:: Extracted data ::

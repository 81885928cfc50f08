//! Breakpoint model
//!
//! Breakpoints are created from a [`BreakpointSpec`] and owned exclusively
//! by the registry; every other component holds a [`BreakpointId`] and asks
//! the registry. All mutation routes through the registry so lifecycle
//! notifications stay consistent.

use serde::{Deserialize, Serialize};
use std::collections::HashSet;

use crate::protocol::{BreakpointId, ClassId, ClassRef, Location, ObjectId, TargetId};

/// What a breakpoint triggers on
#[derive(Debug, Clone, PartialEq, Eq, Serialize, Deserialize)]
#[serde(rename_all = "snake_case", tag = "kind")]
pub enum BreakpointKind {
    /// Suspend at a source line
    Line { location: Location },
    /// Suspend on entry into a method
    MethodEntry { class_name: String, method: String },
    /// Suspend on exit from a method
    MethodExit { class_name: String, method: String },
    /// Suspend when an exception of the given type is thrown
    Exception {
        class_name: String,
        caught: bool,
        uncaught: bool,
    },
    /// Suspend when a field is read
    AccessWatchpoint { class_name: String, field: String },
    /// Suspend when a field is written
    ModificationWatchpoint { class_name: String, field: String },
    /// Line breakpoint over a class-name pattern instead of one type
    Pattern { pattern: String, line: u32 },
    /// Pattern breakpoint scoped to a single debug target
    TargetPattern {
        target: TargetId,
        pattern: String,
        line: u32,
    },
}

impl BreakpointKind {
    /// Source location for kinds that have one
    pub fn location(&self) -> Option<Location> {
        match self {
            Self::Line { location } => Some(location.clone()),
            _ => None,
        }
    }

    /// Class name or pattern this kind binds to
    pub fn class_pattern(&self) -> &str {
        match self {
            Self::Line { location } => &location.class_name,
            Self::MethodEntry { class_name, .. }
            | Self::MethodExit { class_name, .. }
            | Self::Exception { class_name, .. }
            | Self::AccessWatchpoint { class_name, .. }
            | Self::ModificationWatchpoint { class_name, .. } => class_name,
            Self::Pattern { pattern, .. } | Self::TargetPattern { pattern, .. } => pattern,
        }
    }
}

/// User-supplied description of a breakpoint to create
#[derive(Debug, Clone, Serialize, Deserialize)]
pub struct BreakpointSpec {
    pub kind: BreakpointKind,
    /// Owning project; drives the resource close/open lifecycle
    pub project: String,
    #[serde(default = "default_enabled")]
    pub enabled: bool,
    /// Suspend only on every nth post-filter hit
    #[serde(default)]
    pub hit_count: Option<u32>,
    /// Conditional breakpoints evaluate this expression inside the target VM
    #[serde(default)]
    pub condition: Option<String>,
}

fn default_enabled() -> bool {
    true
}

impl BreakpointSpec {
    pub fn line(project: impl Into<String>, class_name: impl Into<String>, line: u32) -> Self {
        Self {
            kind: BreakpointKind::Line {
                location: Location::new(class_name, line),
            },
            project: project.into(),
            enabled: true,
            hit_count: None,
            condition: None,
        }
    }

    pub fn with_condition(mut self, condition: impl Into<String>) -> Self {
        self.condition = Some(condition.into());
        self
    }

    pub fn with_hit_count(mut self, count: u32) -> Self {
        self.hit_count = Some(count);
        self
    }

    pub fn disabled(mut self) -> Self {
        self.enabled = false;
        self
    }
}

/// A registered breakpoint
#[derive(Debug, Clone)]
pub struct Breakpoint {
    id: BreakpointId,
    pub kind: BreakpointKind,
    pub project: String,
    pub enabled: bool,
    pub hit_count: Option<u32>,
    pub condition: Option<String>,
    /// Class-name patterns restricting where the breakpoint applies
    pub class_filters: Vec<String>,
    /// Whether `class_filters` is an allow list (`true`) or a deny list
    pub filters_inclusive: bool,
    /// Suspend only when the event receiver is this object
    pub instance_filter: Option<ObjectId>,
    /// Concrete types this breakpoint has been installed into
    pub installed_types: HashSet<ClassId>,
    /// Hits remaining until the hit count fires; mirrors `hit_count`
    pub(crate) remaining_hits: Option<u32>,
}

impl Breakpoint {
    pub(crate) fn from_spec(id: BreakpointId, spec: BreakpointSpec) -> Self {
        Self {
            id,
            kind: spec.kind,
            project: spec.project,
            enabled: spec.enabled,
            hit_count: spec.hit_count,
            condition: spec.condition,
            class_filters: Vec::new(),
            filters_inclusive: true,
            instance_filter: None,
            installed_types: HashSet::new(),
            remaining_hits: spec.hit_count,
        }
    }

    pub fn id(&self) -> BreakpointId {
        self.id
    }

    /// True when the condition must be evaluated inside the target VM,
    /// which forces hit handling onto a dispatch job
    pub fn is_conditional(&self) -> bool {
        self.condition.is_some()
    }

    pub fn location(&self) -> Option<Location> {
        self.kind.location()
    }

    /// Whether this breakpoint applies to a newly prepared class, honoring
    /// the kind's class binding and the class filters
    pub fn applies_to_class(&self, class: &ClassRef) -> bool {
        if !matches_pattern(self.kind.class_pattern(), &class.name) {
            return false;
        }
        self.passes_filters(&class.name)
    }

    /// Apply the inclusive/exclusive filter patterns to a type name
    pub fn passes_filters(&self, class_name: &str) -> bool {
        if self.class_filters.is_empty() {
            return true;
        }
        let matched = self
            .class_filters
            .iter()
            .any(|p| matches_pattern(p, class_name));
        if self.filters_inclusive {
            matched
        } else {
            !matched
        }
    }

    /// Instance filter check for a hit's receiver
    pub fn passes_instance_filter(&self, instance: Option<ObjectId>) -> bool {
        match self.instance_filter {
            None => true,
            Some(wanted) => instance == Some(wanted),
        }
    }

}

/// Match a class-name pattern against a fully qualified type name.
///
/// Supports a single leading or trailing `*`, the forms JDWP class-match
/// filters allow: `com.example.*`, `*.Main`, exact names, and bare `*`.
pub fn matches_pattern(pattern: &str, class_name: &str) -> bool {
    if pattern == "*" {
        return true;
    }
    if let Some(prefix) = pattern.strip_suffix('*') {
        return class_name.starts_with(prefix);
    }
    if let Some(suffix) = pattern.strip_prefix('*') {
        return class_name.ends_with(suffix);
    }
    pattern == class_name
}

#[cfg(test)]
mod tests {
    use super::*;

    #[test]
    fn test_pattern_matching() {
        assert!(matches_pattern("*", "com.example.Main"));
        assert!(matches_pattern("com.example.*", "com.example.Main"));
        assert!(matches_pattern("com.example.*", "com.example.inner.Deep"));
        assert!(!matches_pattern("com.example.*", "org.example.Main"));
        assert!(matches_pattern("*.Main", "com.example.Main"));
        assert!(matches_pattern("com.example.Main", "com.example.Main"));
        assert!(!matches_pattern("com.example.Main", "com.example.Main$Inner"));
    }

    #[test]
    fn test_inclusive_and_exclusive_filters() {
        let spec = BreakpointSpec::line("proj", "com.example.Main", 10);
        let mut bp = Breakpoint::from_spec(BreakpointId(1), spec);

        bp.class_filters = vec!["com.example.*".to_string()];
        bp.filters_inclusive = true;
        assert!(bp.passes_filters("com.example.Main"));
        assert!(!bp.passes_filters("org.other.Main"));

        bp.filters_inclusive = false;
        assert!(!bp.passes_filters("com.example.Main"));
        assert!(bp.passes_filters("org.other.Main"));
    }

    #[test]
    fn test_instance_filter() {
        let spec = BreakpointSpec::line("proj", "com.example.Main", 10);
        let mut bp = Breakpoint::from_spec(BreakpointId(1), spec);
        assert!(bp.passes_instance_filter(None));

        bp.instance_filter = Some(ObjectId(42));
        assert!(bp.passes_instance_filter(Some(ObjectId(42))));
        assert!(!bp.passes_instance_filter(Some(ObjectId(43))));
        assert!(!bp.passes_instance_filter(None));
    }
}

:::

> [Task statement] Tell how many lines in the entries above include the string "MethodEntry", and write nothing but the number.

> [Task answer] 2